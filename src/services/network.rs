use crate::{command, store::write_atomic};
use anyhow::{Context, Result};
use log::{error, info};
#[cfg(any(test, feature = "mock"))]
use mockall::automock;
use pbkdf2::pbkdf2_hmac;
use sha1::Sha1;
use std::{fmt::Write, path::PathBuf, time::Duration};
use trait_variant::make;

// ============================================================================
// Constants
// ============================================================================

const CTRL_INTERFACE: &str = "DIR=/var/run/wpa_supplicant GROUP=netdev";
const PSK_ROUNDS: u32 = 4096;
const PSK_LEN: usize = 32;

// ============================================================================
// Applier
// ============================================================================

/// Requests a network change; it does not wait for the interface to associate
#[make(Send)]
#[cfg_attr(any(test, feature = "mock"), automock)]
pub trait NetworkApplier {
    async fn apply(&self, ssid: &str, passphrase: &str) -> Result<()>;
}

/// Network applier backed by wpa_supplicant
#[derive(Clone, Debug)]
pub struct WpaSupplicantApplier {
    config_path: PathBuf,
    interface: String,
    country: String,
    timeout: Duration,
}

impl WpaSupplicantApplier {
    pub fn new(
        config_path: impl Into<PathBuf>,
        interface: impl Into<String>,
        country: impl Into<String>,
        timeout: Duration,
    ) -> Self {
        Self {
            config_path: config_path.into(),
            interface: interface.into(),
            country: country.into(),
            timeout,
        }
    }

    /// Render the wpa_supplicant configuration for a single network
    fn render_config(&self, ssid: &str, passphrase: &str) -> String {
        let mut conf = String::new();

        let _ = writeln!(conf, "ctrl_interface={CTRL_INTERFACE}");
        let _ = writeln!(conf, "update_config=1");
        let _ = writeln!(conf, "country={}", self.country);
        let _ = writeln!(conf);
        let _ = writeln!(conf, "network={{");
        let _ = writeln!(conf, "\tssid={}", encode_ssid(ssid));
        let _ = writeln!(conf, "\tpsk={}", derive_psk(ssid, passphrase));
        let _ = writeln!(conf, "}}");

        conf
    }
}

impl NetworkApplier for WpaSupplicantApplier {
    async fn apply(&self, ssid: &str, passphrase: &str) -> Result<()> {
        let conf = self.render_config(ssid, passphrase);

        write_atomic(&self.config_path, conf.as_bytes()).context(format!(
            "failed to write wpa_supplicant config {:?}",
            self.config_path
        ))?;

        info!("wrote wpa_supplicant config for {ssid:?}");

        // connectivity is probed separately, so a failed reconfigure is not fatal
        if let Err(e) = command::run(
            "wpa_cli",
            &["-i", &self.interface, "reconfigure"],
            self.timeout,
        )
        .await
        {
            error!("wpa_cli reconfigure failed: {e:#}");
        }

        Ok(())
    }
}

/// Raw 256-bit PSK as 64 hex digits, never quoted
///
/// A passphrase that already is 64 hex digits is taken as the raw key, as wpa_supplicant does.
fn derive_psk(ssid: &str, passphrase: &str) -> String {
    if passphrase.len() == 2 * PSK_LEN && passphrase.bytes().all(|b| b.is_ascii_hexdigit()) {
        return passphrase.to_ascii_lowercase();
    }

    let mut psk = [0u8; PSK_LEN];
    pbkdf2_hmac::<Sha1>(passphrase.as_bytes(), ssid.as_bytes(), PSK_ROUNDS, &mut psk);

    hex(&psk)
}

fn hex(bytes: &[u8]) -> String {
    bytes.iter().fold(String::new(), |mut hex, b| {
        let _ = write!(hex, "{b:02x}");
        hex
    })
}

/// Quoted SSID when printable ASCII without quotes, hex-encoded otherwise
fn encode_ssid(ssid: &str) -> String {
    if ssid.bytes().all(|b| (0x20..0x7f).contains(&b) && b != b'"') {
        format!("\"{ssid}\"")
    } else {
        hex(ssid.as_bytes())
    }
}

▶ **Problem description**
Only lines with the word "failed" belong in the answer; copy each of them from the material above.

▶ **Reply to the task**
            "failed to write wpa_supplicant config {:?}",
        // connectivity is probed separately, so a failed reconfigure is not fatal
            error!("wpa_cli reconfigure failed: {e:#}");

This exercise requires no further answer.